Throughout their career, the Lordz of Brooklyn have collaborated with many artists, including Run-DMC, Everlast, Bumpy Knuckles, Liroy, Busta Rhymes ("Forget Bout It Bout It"), Ozzy Osbourne (Busta Rhyme's "Iron Man" cover), Tim Armstrong ("Outlaw"), KoRn ("White Trash" remix), Shanti ("Momma's Boy" new version), Danny Diablo ("PSK What Does It Mean" Schooly D cover) and others. The group briefly collaborated with the rap supergroup La Coka Nostra.

Biography

1992-1997
The group was initially formed in 1992. Signed to American Recordings/Ventrue, Lordz debuted with All in the Family in 1995. It contained the underground hit single "Saturday Nite Fever", based on a sample of Guess Who's "American Woman". The video to this song has the rare distinction of having been featured twice on separate episodes of Beavis and Butt-Head.

On June 7, 1994, Donna and Michele Blanchard, the mother and sister of ADM and Kaves aged 43 and 4 respectively, died from a hit-and-run in Brooklyn. It remains unsolved to this day.

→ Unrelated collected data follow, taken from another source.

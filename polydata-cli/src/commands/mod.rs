//! CLI command implementations.

pub mod catalog;
pub mod common;
pub mod config;
pub mod download;
pub mod init;
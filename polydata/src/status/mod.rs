//! Install status of catalog entries.
//!
//! Items are checked against the filesystem; groups fold their children's
//! status with [`Status::combine`].

mod resolver;

use std::fmt;

pub use resolver::{compute_item_status, directory_size, StatusResolver};

/// Install status of an item or group in a download directory.
#[derive(Debug, Clone, Copy, PartialEq, Eq, Hash)]
pub enum Status {
    /// Nothing on disk.
    NotInstalled,
    /// Present and consistent with the catalog.
    Installed,
    /// Present but out of date or corrupt.
    Stale,
    /// A group where some members are installed and some are not.
    Partial,
}

impl Status {
    /// Merge two statuses.
    ///
    /// Commutative and associative: `Stale` absorbs everything, then
    /// `Partial`, and mixing `Installed` with `NotInstalled` gives `Partial`.
    pub fn combine(self, other: Status) -> Status {
        use Status::*;
        match (self, other) {
            (Stale, _) | (_, Stale) => Stale,
            (Partial, _) | (_, Partial) => Partial,
            (a, b) if a == b => a,
            _ => Partial,
        }
    }

    /// Status of a group whose children have the given statuses.
    ///
    /// A group with no children counts as installed.
    pub fn aggregate(statuses: impl IntoIterator<Item = Status>) -> Status {
        statuses
            .into_iter()
            .reduce(Status::combine)
            .unwrap_or(Status::Installed)
    }

    /// Short label used in listings.
    pub fn as_str(&self) -> &'static str {
        match self {
            Status::NotInstalled => "not installed",
            Status::Installed => "installed",
            Status::Stale => "out of date",
            Status::Partial => "partial",
        }
    }

    /// One-character listing marker.
    pub fn marker(&self) -> char {
        match self {
            Status::Installed => '*',
            Status::Stale => '-',
            Status::Partial => 'P',
            Status::NotInstalled => ' ',
        }
    }
}

impl fmt::Display for Status {
    fn fmt(&self, f: &mut fmt::Formatter<'_>) -> fmt::Result {
        f.write_str(self.as_str())
    }
}

#[cfg(test)]
mod tests {
    use super::*;
    use proptest::prelude::*;

    fn any_status() -> impl Strategy<Value = Status> {
        prop_oneof![
            Just(Status::NotInstalled),
            Just(Status::Installed),
            Just(Status::Stale),
            Just(Status::Partial),
        ]
    }

    #[test]
    fn test_aggregate_rules() {
        use Status::*;
        assert_eq!(Status::aggregate([Installed, NotInstalled]), Partial);
        assert_eq!(Status::aggregate([NotInstalled, NotInstalled]), NotInstalled);
        assert_eq!(Status::aggregate([Installed, Installed]), Installed);
        assert_eq!(Status::aggregate([Installed, Stale, NotInstalled]), Stale);
        assert_eq!(Status::aggregate([Installed, Partial]), Partial);
        assert_eq!(Status::aggregate([NotInstalled, Partial]), Partial);
    }

    #[test]
    fn test_empty_group_is_installed() {
        assert_eq!(Status::aggregate(Vec::new()), Status::Installed);
    }

    #[test]
    fn test_markers() {
        assert_eq!(Status::Installed.marker(), '*');
        assert_eq!(Status::Stale.marker(), '-');
        assert_eq!(Status::Partial.marker(), 'P');
        assert_eq!(Status::NotInstalled.marker(), ' ');
        assert_eq!(Status::Stale.to_string(), "out of date");
    }

    proptest! {
        #[test]
        fn prop_combine_commutative(a in any_status(), b in any_status()) {
            prop_assert_eq!(a.combine(b), b.combine(a));
        }

        #[test]
        fn prop_combine_associative(a in any_status(), b in any_status(), c in any_status()) {
            prop_assert_eq!(a.combine(b).combine(c), a.combine(b.combine(c)));
        }

        #[test]
        fn prop_aggregate_ignores_order(mut statuses in prop::collection::vec(any_status(), 0..12)) {
            let forward = Status::aggregate(statuses.clone());
            statuses.reverse();
            prop_assert_eq!(forward, Status::aggregate(statuses));
        }

        #[test]
        fn prop_stale_dominates(statuses in prop::collection::vec(any_status(), 0..12)) {
            let mut with_stale = statuses;
            with_stale.push(Status::Stale);
            prop_assert_eq!(Status::aggregate(with_stale), Status::Stale);
        }
    }
}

Kaves described his mother as a hippie who encouraged him and his brother to pursue their interest in hip hop. The McLeer brothers are of mixed Italian, Russian, Irish, English, and Scottish descent.

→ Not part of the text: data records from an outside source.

//! Remote index wire formats.
//!
//! Two shapes are accepted and mapped to the same [`Item`]:
//!
//! - **Mirror**: a flat `index.json` document served next to the resources,
//!   `{"items": [...], "collections": [...]}`.
//! - **Bucket**: a cloud-storage object listing,
//!   `{"kind": "storage#objects", "items": [...], "nextPageToken": "..."}`.
//!
//! Both carry one entry per stored object:
//!
//! ```text
//! {
//!   "id":        "polyglot-models/ner2/en/en.zip/1423178562000000",
//!   "name":      "ner2/en/en.zip",
//!   "mediaLink": "https://.../ner2%2Fen%2Fen.zip?alt=media",
//!   "size":      "1000",
//!   "metadata":  { "unzipped_size": "5000" }
//! }
//! ```

use std::collections::HashMap;
use std::fmt;
use std::str::FromStr;

use serde::Deserialize;
use thiserror::Error;

use super::entity::Item;

/// Default cloud-storage JSON API endpoint.
pub const DEFAULT_BUCKET_API: &str = "https://www.googleapis.com";

/// Mirror index document name.
pub const MIRROR_INDEX_FILENAME: &str = "index.json";

/// Which wire shape the configured index URL serves.
#[derive(Debug, Clone, Copy, PartialEq, Eq, Default)]
pub enum IndexSource {
    /// A mirror directory with an `index.json` listing.
    #[default]
    Mirror,
    /// A cloud-storage bucket listed through its JSON API.
    Bucket,
}

impl IndexSource {
    /// Config-file spelling of this source.
    pub fn as_str(&self) -> &'static str {
        match self {
            Self::Mirror => "mirror",
            Self::Bucket => "bucket",
        }
    }
}

impl fmt::Display for IndexSource {
    fn fmt(&self, f: &mut fmt::Formatter<'_>) -> fmt::Result {
        f.write_str(self.as_str())
    }
}

impl FromStr for IndexSource {
    type Err = String;

    fn from_str(s: &str) -> Result<Self, Self::Err> {
        match s.trim().to_lowercase().as_str() {
            "mirror" => Ok(Self::Mirror),
            "bucket" | "google" => Ok(Self::Bucket),
            other => Err(format!(
                "unknown index source '{}' (expected 'mirror' or 'bucket')",
                other
            )),
        }
    }
}

/// URL of the mirror index document under `base`.
pub fn mirror_index_url(base: &str) -> String {
    format!("{}/{}", base.trim_end_matches('/'), MIRROR_INDEX_FILENAME)
}

/// URL of one page of a bucket listing.
pub fn bucket_listing_url(api_base: &str, bucket: &str, page_token: Option<&str>) -> String {
    let mut url = format!(
        "{}/storage/v1/b/{}/o",
        api_base.trim_end_matches('/'),
        bucket.trim_matches('/')
    );
    if let Some(token) = page_token {
        url.push_str("?pageToken=");
        url.push_str(token);
    }
    url
}

/// Errors raised while decoding an index document.
#[derive(Debug, Error, Clone, PartialEq, Eq)]
pub enum WireError {
    /// The document is not valid JSON of the expected shape.
    #[error("invalid index document: {0}")]
    Malformed(String),

    /// An entry's storage path does not have `<root>/<task>/<lang>/...` form.
    #[error("entry {id:?} has an unexpected storage path")]
    BadStoragePath { id: String },

    /// An entry's object name does not have `<task>/<lang>/<file>` form.
    #[error("entry {name:?} is not stored under <task>/<language>/")]
    BadObjectName { name: String },

    /// A numeric field could not be parsed.
    #[error("entry {id:?} has invalid {field}: {value:?}")]
    BadNumber {
        id: String,
        field: &'static str,
        value: String,
    },
}

/// A decoded index document (one page for bucket listings).
#[derive(Debug, Clone, Default, Deserialize)]
pub struct IndexDocument {
    /// One entry per stored resource.
    #[serde(default)]
    pub items: Vec<IndexEntry>,

    /// Explicit collections (mirror indexes only).
    #[serde(default)]
    pub collections: Vec<CollectionSpec>,

    /// Continuation token for paged bucket listings.
    #[serde(default, rename = "nextPageToken")]
    pub next_page_token: Option<String>,
}

impl IndexDocument {
    /// Decode a document from raw bytes.
    pub fn parse(bytes: &[u8]) -> Result<Self, WireError> {
        serde_json::from_slice(bytes).map_err(|e| WireError::Malformed(e.to_string()))
    }
}

/// A quantity that listings encode either as a JSON number or a decimal string.
#[derive(Debug, Clone, PartialEq, Eq, Deserialize)]
#[serde(untagged)]
pub enum Quantity {
    Number(u64),
    Text(String),
}

impl Quantity {
    fn value(&self) -> Option<u64> {
        match self {
            Quantity::Number(n) => Some(*n),
            Quantity::Text(s) => s.trim().parse().ok(),
        }
    }

    fn raw(&self) -> String {
        match self {
            Quantity::Number(n) => n.to_string(),
            Quantity::Text(s) => s.clone(),
        }
    }
}

/// One stored object as listed by either wire format.
#[derive(Debug, Clone, Deserialize)]
pub struct IndexEntry {
    /// Storage path: `<root>/<task>/<lang>/<file>[/<generation>]`.
    pub id: String,

    /// Object name relative to the root: `<task>/<lang>/<file>`.
    pub name: String,

    /// Download URL.
    #[serde(rename = "mediaLink", alias = "url")]
    pub media_link: String,

    /// File size in bytes.
    pub size: Quantity,

    /// Expanded archive size, when given as a top-level field.
    #[serde(default)]
    pub unzipped_size: Option<Quantity>,

    /// Custom object metadata (strings only in bucket listings).
    #[serde(default)]
    pub metadata: HashMap<String, String>,
}

impl IndexEntry {
    /// Map the entry onto the catalog's [`Item`] shape.
    pub fn to_item(&self) -> Result<Item, WireError> {
        let path: Vec<&str> = self.id.split('/').collect();
        if path.len() < 3 || path[1].is_empty() || path[2].is_empty() {
            return Err(WireError::BadStoragePath {
                id: self.id.clone(),
            });
        }
        let id = format!("{}.{}", path[1], path[2]);

        let subdir = match self.name.rsplit_once('/') {
            Some((dir, file)) if !file.is_empty() => dir.to_string(),
            _ => {
                return Err(WireError::BadObjectName {
                    name: self.name.clone(),
                })
            }
        };
        let mut dirs = subdir.split('/');
        let (task, language) = match (dirs.next(), dirs.next()) {
            (Some(task), Some(lang)) if !task.is_empty() && !lang.is_empty() => {
                (task.to_string(), lang.to_string())
            }
            _ => {
                return Err(WireError::BadObjectName {
                    name: self.name.clone(),
                })
            }
        };

        let size = self.size.value().ok_or_else(|| WireError::BadNumber {
            id: self.id.clone(),
            field: "size",
            value: self.size.raw(),
        })?;

        let unzipped = self
            .unzipped_size
            .clone()
            .or_else(|| self.metadata.get("unzipped_size").cloned().map(Quantity::Text));
        let unzipped_size = match unzipped {
            Some(q) => q.value().ok_or_else(|| WireError::BadNumber {
                id: self.id.clone(),
                field: "unzipped_size",
                value: q.raw(),
            })?,
            None => 0,
        };

        Ok(Item {
            id,
            url: self.media_link.clone(),
            name: self.name.replace('/', "."),
            subdir,
            size,
            filename: self.name.clone(),
            task,
            language,
            unzipped_size,
        })
    }
}

/// An explicitly declared collection of items and/or groups.
#[derive(Debug, Clone, PartialEq, Eq, Deserialize)]
pub struct CollectionSpec {
    /// Collection id; must not clash with any item or derived group.
    pub id: String,

    /// Display name (defaults to the id).
    #[serde(default)]
    pub name: Option<String>,

    /// Ids of direct children.
    #[serde(default)]
    pub children: Vec<String>,
}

While touring with House of Pain in mid 90s, the group befriended Everlast with whom they recorded "Gravesend (Lake of Fire)" and some exclusive songs on their own for the 1997 indie film Gravesend. The song itself was remixed by Marshall Goodman from Sublime/Long Beach Dub Allstars fame, for Marshall Arts Music (MVP Version) and by Lord Finesse who added verses by himself and O.C., but cut Everlast's verse. A second Lord Finesse remix was made and added new verses by Everlast and Lordz of Brooklyn, both versions, however, were only available on a promotional single. The edit was used in the end credits music for the video game Mafia.

2000-2005
The Lord Finesse short remix was not released to the public until the Lordz of Brooklyn next release, the 2000 vinyl EP The Lordz of Brooklyn Meet Bumpy Knuckles, released on their own and distributed through Landspeed since Island Records purchased American Recordings and Venture got closed. The three track EP also featured a song with Ozzy Osbourne sampled in the chorus and a song with Freddie Foxxx a.k.a. Bumpy Knuckles and IP a.k.a. Ice Pirate, Called Left Behind.

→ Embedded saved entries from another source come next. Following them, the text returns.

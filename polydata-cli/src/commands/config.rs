//! Configuration management CLI commands.
//!
//! Provides `config get`, `config set`, `config list`, and `config path` for
//! viewing and modifying `~/.polydata/config.ini` from the command line.

use clap::Subcommand;
use polydata::config::{config_file_path, ConfigFile, ConfigKey};

use crate::error::CliError;

/// Config subcommands.
#[derive(Debug, Subcommand)]
pub enum ConfigCommands {
    /// Get a configuration value
    Get {
        /// Configuration key in format section.key (e.g., download.directory)
        key: String,
    },

    /// Set a configuration value (an empty value unsets it)
    Set {
        /// Configuration key in format section.key (e.g., catalog.url)
        key: String,

        /// Value to set
        value: String,
    },

    /// List all configuration settings
    List,

    /// Show the configuration file path
    Path,
}

/// Run a config subcommand.
pub fn run(command: ConfigCommands) -> Result<(), CliError> {
    match command {
        ConfigCommands::Get { key } => run_get(&key),
        ConfigCommands::Set { key, value } => run_set(&key, &value),
        ConfigCommands::List => run_list(),
        ConfigCommands::Path => run_path(),
    }
}

fn parse_key(key: &str) -> Result<ConfigKey, CliError> {
    key.parse().map_err(|_| {
        CliError::Config(format!(
            "Unknown configuration key '{}'. Use 'polydata config list' to see available keys.",
            key
        ))
    })
}

fn run_get(key: &str) -> Result<(), CliError> {
    let config_key = parse_key(key)?;
    let config = ConfigFile::load()?;
    let value = config_key.get(&config);

    if value.is_empty() {
        println!("(not set)");
    } else {
        println!("{}", value);
    }
    Ok(())
}

fn run_set(key: &str, value: &str) -> Result<(), CliError> {
    let config_key = parse_key(key)?;
    let mut config = ConfigFile::load()?;
    config_key.set(&mut config, value)?;
    config.save()?;

    if value.is_empty() {
        println!("Unset {}", config_key.name());
    } else {
        println!("Set {} = {}", config_key.name(), value);
    }
    Ok(())
}

fn run_list() -> Result<(), CliError> {
    let config = ConfigFile::load()?;
    print!("{}", render_settings(&config));
    Ok(())
}

/// Every key grouped under its `[section]` header.
fn render_settings(config: &ConfigFile) -> String {
    let mut out = String::from("Configuration Settings\n======================\n\n");
    let mut current_section = "";

    for key in ConfigKey::all() {
        let section = key.section();
        if section != current_section {
            if !current_section.is_empty() {
                out.push('\n');
            }
            out.push_str(&format!("[{}]\n", section));
            current_section = section;
        }

        let value = key.get(config);
        if value.is_empty() {
            out.push_str(&format!("  {} = (not set)\n", key.key_name()));
        } else {
            out.push_str(&format!("  {} = {}\n", key.key_name(), value));
        }
    }
    out
}

fn run_path() -> Result<(), CliError> {
    println!("{}", config_file_path()?.display());
    Ok(())
}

2000 also saw the release of the Lordz of Brooklyn cover version of Run-DMC's hip hop classic "Sucker M.C.'s" on the tribute album Take A Bite Outta Rhyme: A Rock Tribute to Rap. Their version featured Stoned Soul and Everlast and is reportedly Run's favorite Run-DMC cover.

The group's next album release, Graffiti Roc, was rather a compilation of various previously recorded tracks than a proper studio album, and followed in 2003. It featured Busta Rhymes, Korn, Rampage of the Flipmode Squad, and others. Now, the groups' style leaned towards a crossover sound of both hip hop and rock influences. By that time, Scotty Edge, Dino Bottz and Paulie 2Times have already left, and the McLeer brothers added live musicians on guitar (Patrick Saccenti), bass and drums to tour festivals such as Vans Warped Tour in 2003, 2004 and 2005.

2006–present
In 2006 the group shortened their name for the release of the third album The Brooklyn Way. Featured artists are longtime collaborator Everlast, Bedouin Soundclash, Jaret Reddick of Bowling for Soup and Tim Armstrong of Rancid. But not only the name has changed, the group's sound changed as well, there are only very few, if any, hip hop references. The majority of the songs are now rock-driven.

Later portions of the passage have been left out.